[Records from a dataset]
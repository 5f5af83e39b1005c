use once_cell::sync::Lazy;
use regex::Regex;

use crate::competitions::scoring::calc::{
    MAX_DIFFICULTY, MAX_SCORE, MIN_DIFFICULTY, MIN_SCORE,
};

pub const BOARD_HEIGHTS: [&str; 5] = ["1m", "3m", "5m", "7.5m", "10m"];

pub fn is_ascii_no_spaces(username: &str) -> Result<(), String> {
    match !username.is_empty()
        && username.chars().all(|c| c.is_ascii() && !c.is_whitespace())
    {
        true => Ok(()),
        false => Err("should be an ascii string without spaces".to_string()),
    }
}

pub fn is_valid_email(string: &str) -> Result<(), String> {
    static RE: Lazy<Regex> = Lazy::new(|| {
        Regex::new(r"^[A-Za-z0-9._%+\-]+@[A-Za-z0-9\-]+(\.[A-Za-z0-9\-]+)+$")
            .unwrap()
    });
    match RE.is_match(string) {
        true => Ok(()),
        false => Err("invalid email".to_string()),
    }
}

pub fn is_valid_password(password: &str) -> Result<(), String> {
    match password.len() >= 6 {
        true => Ok(()),
        false => Err("password should be at least 6 characters".to_string()),
    }
}

pub fn is_non_empty(field: &str, value: &str) -> Result<(), String> {
    match value.trim().is_empty() {
        false => Ok(()),
        true => Err(format!("{field} is required")),
    }
}

/// Judge marks go from 0 to 10 in half-point steps.
pub fn is_valid_score(score: f64) -> Result<(), String> {
    if !score.is_finite() || !(MIN_SCORE..=MAX_SCORE).contains(&score) {
        return Err(format!(
            "score must be between {MIN_SCORE} and {MAX_SCORE}"
        ));
    }
    match (score * 2.0).fract() == 0.0 {
        true => Ok(()),
        false => Err("score must be a multiple of 0.5".to_string()),
    }
}

pub fn is_valid_difficulty(difficulty: f64) -> Result<(), String> {
    match difficulty.is_finite()
        && (MIN_DIFFICULTY..=MAX_DIFFICULTY).contains(&difficulty)
    {
        true => Ok(()),
        false => Err(format!(
            "difficulty must be between {MIN_DIFFICULTY} and {MAX_DIFFICULTY}"
        )),
    }
}

/// Checks a FINA dive code and returns it in its stored (uppercase) form.
pub fn normalize_fina_code(code: &str) -> Result<String, String> {
    static RE: Lazy<Regex> =
        Lazy::new(|| Regex::new(r"^[1-6][0-9]{2,3}[A-D]$").unwrap());

    let upper = code.trim().to_ascii_uppercase();
    match RE.is_match(&upper) {
        true => Ok(upper),
        false => Err(format!(
            "'{code}' is not a valid FINA code (e.g. 105B or 5253B)"
        )),
    }
}

pub fn is_valid_board_height(height: &str) -> Result<(), String> {
    match BOARD_HEIGHTS.contains(&height) {
        true => Ok(()),
        false => Err(format!(
            "board height must be one of {}",
            BOARD_HEIGHTS.join(", ")
        )),
    }
}

pub fn is_valid_num_judges(num_judges: i64) -> Result<(), String> {
    match num_judges {
        3 | 5 => Ok(()),
        _ => Err("number of judges must be 3 or 5".to_string()),
    }
}

pub fn is_valid_num_dives(num_dives: i64) -> Result<(), String> {
    match num_dives >= 1 {
        true => Ok(()),
        false => Err("an event needs at least one dive".to_string()),
    }
}

#[cfg(test)]
#[test]
fn test_email() {
    assert!(is_valid_email("hello@example.com").is_ok());
    assert!(is_valid_email("hello").is_err());
}

#[cfg(test)]
#[test]
fn test_scores() {
    assert!(is_valid_score(0.0).is_ok());
    assert!(is_valid_score(7.5).is_ok());
    assert!(is_valid_score(10.0).is_ok());
    assert!(is_valid_score(7.3).is_err());
    assert!(is_valid_score(10.5).is_err());
    assert!(is_valid_score(-0.5).is_err());
    assert!(is_valid_score(f64::NAN).is_err());
}

#[cfg(test)]
#[test]
fn test_fina_codes() {
    assert_eq!(normalize_fina_code("105b").unwrap(), "105B");
    assert_eq!(normalize_fina_code("5253B").unwrap(), "5253B");
    assert!(normalize_fina_code("705B").is_err());
    assert!(normalize_fina_code("10B").is_err());
    assert!(normalize_fina_code("105E").is_err());
    // arabic-indic digits
    assert!(normalize_fina_code("1\u{0660}\u{0665}B").is_err());
}

#[cfg(test)]
#[test]
fn test_heights_and_counts() {
    assert!(is_valid_board_height("7.5m").is_ok());
    assert!(is_valid_board_height("2m").is_err());
    assert!(is_valid_difficulty(4.5).is_ok());
    assert!(is_valid_difficulty(0.9).is_err());
    assert!(is_valid_num_judges(5).is_ok());
    assert!(is_valid_num_judges(4).is_err());
    assert!(is_valid_num_dives(0).is_err());
}
//! Ranks the competitors of an event by the sum of their completed dives.

use std::collections::HashMap;

use serde::Serialize;
use tracing::warn;

use crate::competitions::{
    competitors::Competitor,
    dives::DiveEntry,
    scoring::{
        ScoresByEntry, ScoringError,
        calc::{DiveResult, compute_entry_result},
    },
};

#[derive(Serialize, Debug, Clone)]
pub struct Standing {
    /// 1-indexed. Tied competitors still get distinct positions.
    pub position: usize,
    pub competitor: Competitor,
    /// Unrounded sum of the final scores of completed dives.
    pub total_score: f64,
    pub completed_dives: usize,
    /// Why this competitor's total was zeroed, if it was.
    pub fault: Option<String>,
}

struct Tally {
    total_score: f64,
    completed_dives: usize,
}

fn tally(
    entries: &[DiveEntry],
    scores_by_entry: &ScoresByEntry,
    num_judges: i64,
) -> Result<Tally, ScoringError> {
    let mut tally = Tally {
        total_score: 0.0,
        completed_dives: 0,
    };

    for entry in entries {
        let scores = scores_by_entry
            .get(&entry.id)
            .map(Vec::as_slice)
            .unwrap_or(&[]);

        match compute_entry_result(scores, entry.difficulty, num_judges)? {
            DiveResult::Complete(score) => {
                tally.total_score += score.final_score;
                tally.completed_dives += 1;
            }
            // partially judged dives count for nothing
            DiveResult::Incomplete { .. } => {}
        }
    }

    Ok(tally)
}

/// Builds the ranked standings of an event.
///
/// `competitors` should be in a stable order (the store hands them out by
/// last name, first name, then id); tied totals keep that order. A
/// competitor whose scores cannot be evaluated is listed with a total of
/// zero and a `fault`, and the rest of the leaderboard is still computed.
pub fn compute_leaderboard(
    competitors: &[Competitor],
    entries_by_competitor: &HashMap<String, Vec<DiveEntry>>,
    scores_by_entry: &ScoresByEntry,
    num_judges: i64,
) -> Vec<Standing> {
    let mut standings = competitors
        .iter()
        .map(|competitor| {
            let entries = entries_by_competitor
                .get(&competitor.id)
                .map(Vec::as_slice)
                .unwrap_or(&[]);

            match tally(entries, scores_by_entry, num_judges) {
                Ok(tally) => Standing {
                    position: 0,
                    competitor: competitor.clone(),
                    total_score: tally.total_score,
                    completed_dives: tally.completed_dives,
                    fault: None,
                },
                Err(e) => {
                    warn!(
                        competitor = %competitor.id,
                        "leaving competitor out of the totals: {e}"
                    );
                    Standing {
                        position: 0,
                        competitor: competitor.clone(),
                        total_score: 0.0,
                        completed_dives: 0,
                        fault: Some(e.to_string()),
                    }
                }
            }
        })
        .collect::<Vec<_>>();

    // stable, so ties keep the input order
    standings.sort_by(|a, b| b.total_score.total_cmp(&a.total_score));

    for (idx, standing) in standings.iter_mut().enumerate() {
        standing.position = idx + 1;
    }

    standings
}

#[cfg(test)]
mod tests {
    use super::*;
    use crate::competitions::scoring::{
        JudgeScore,
        calc::display_score,
        fixtures::{competitor, entry, marks},
    };

    #[test]
    fn incomplete_dives_add_nothing() {
        let competitors = vec![competitor("a", "Alpha")];
        let entries = HashMap::from([(
            "a".to_string(),
            vec![entry("d1", "a", 1, 2.0), entry("d2", "a", 2, 2.5), entry("d3", "a", 3, 3.0)],
        )]);
        let scores = ScoresByEntry::from([
            ("d1".to_string(), marks(&[7.0, 7.0, 7.0, 9.0, 9.0])),
            ("d2".to_string(), marks(&[8.0, 8.5, 8.5, 8.5, 9.0])),
            ("d3".to_string(), marks(&[9.0, 9.0])),
        ]);

        let board = compute_leaderboard(&competitors, &entries, &scores, 5);

        // 15.333... + 21.25, summed before rounding
        assert_eq!(board[0].completed_dives, 2);
        assert_eq!(display_score(board[0].total_score), "36.58");
        assert!(board[0].fault.is_none());
    }

    #[test]
    fn ordered_by_total_with_ties_in_input_order() {
        let competitors = vec![
            competitor("a", "Alpha"),
            competitor("b", "Bravo"),
            competitor("c", "Charlie"),
        ];
        let entries = HashMap::from([
            ("a".to_string(), vec![entry("da", "a", 1, 2.0)]),
            ("b".to_string(), vec![entry("db", "b", 1, 3.0)]),
            ("c".to_string(), vec![entry("dc", "c", 1, 2.0)]),
        ]);
        let scores = ScoresByEntry::from([
            ("da".to_string(), marks(&[6.0, 6.0, 6.0])),
            ("db".to_string(), marks(&[6.0, 6.0, 6.0])),
            ("dc".to_string(), marks(&[6.0, 6.0, 6.0])),
        ]);

        let board = compute_leaderboard(&competitors, &entries, &scores, 3);

        let order = board
            .iter()
            .map(|s| (s.position, s.competitor.id.as_str()))
            .collect::<Vec<_>>();
        assert_eq!(order, vec![(1, "b"), (2, "a"), (3, "c")]);
    }

    #[test]
    fn a_faulty_competitor_does_not_sink_the_board() {
        let competitors = vec![competitor("a", "Alpha"), competitor("b", "Bravo")];
        let entries = HashMap::from([
            ("a".to_string(), vec![entry("da", "a", 1, 2.0)]),
            ("b".to_string(), vec![entry("db", "b", 1, 2.0)]),
        ]);
        let mut too_many = marks(&[6.0, 6.0, 6.0]);
        too_many.push(JudgeScore {
            judge_number: 3,
            value: 9.0,
        });
        let scores = ScoresByEntry::from([
            ("da".to_string(), too_many),
            ("db".to_string(), marks(&[5.0, 5.0, 5.0])),
        ]);

        let board = compute_leaderboard(&competitors, &entries, &scores, 3);

        assert_eq!(board[0].competitor.id, "b");
        assert_eq!(board[0].total_score, 10.0);
        assert_eq!(board[1].competitor.id, "a");
        assert_eq!(board[1].total_score, 0.0);
        assert!(board[1].fault.is_some());
    }

    #[test]
    fn competitors_without_entries_are_listed_at_zero() {
        let competitors = vec![competitor("a", "Alpha")];
        let board = compute_leaderboard(
            &competitors,
            &HashMap::new(),
            &ScoresByEntry::new(),
            5,
        );
        assert_eq!(board.len(), 1);
        assert_eq!(board[0].position, 1);
        assert_eq!(board[0].total_score, 0.0);
        assert!(board[0].fault.is_none());
    }
}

* What to do
Respond with a number only, the count of lines in the entries where the string "keep" occurs.

* Output below
2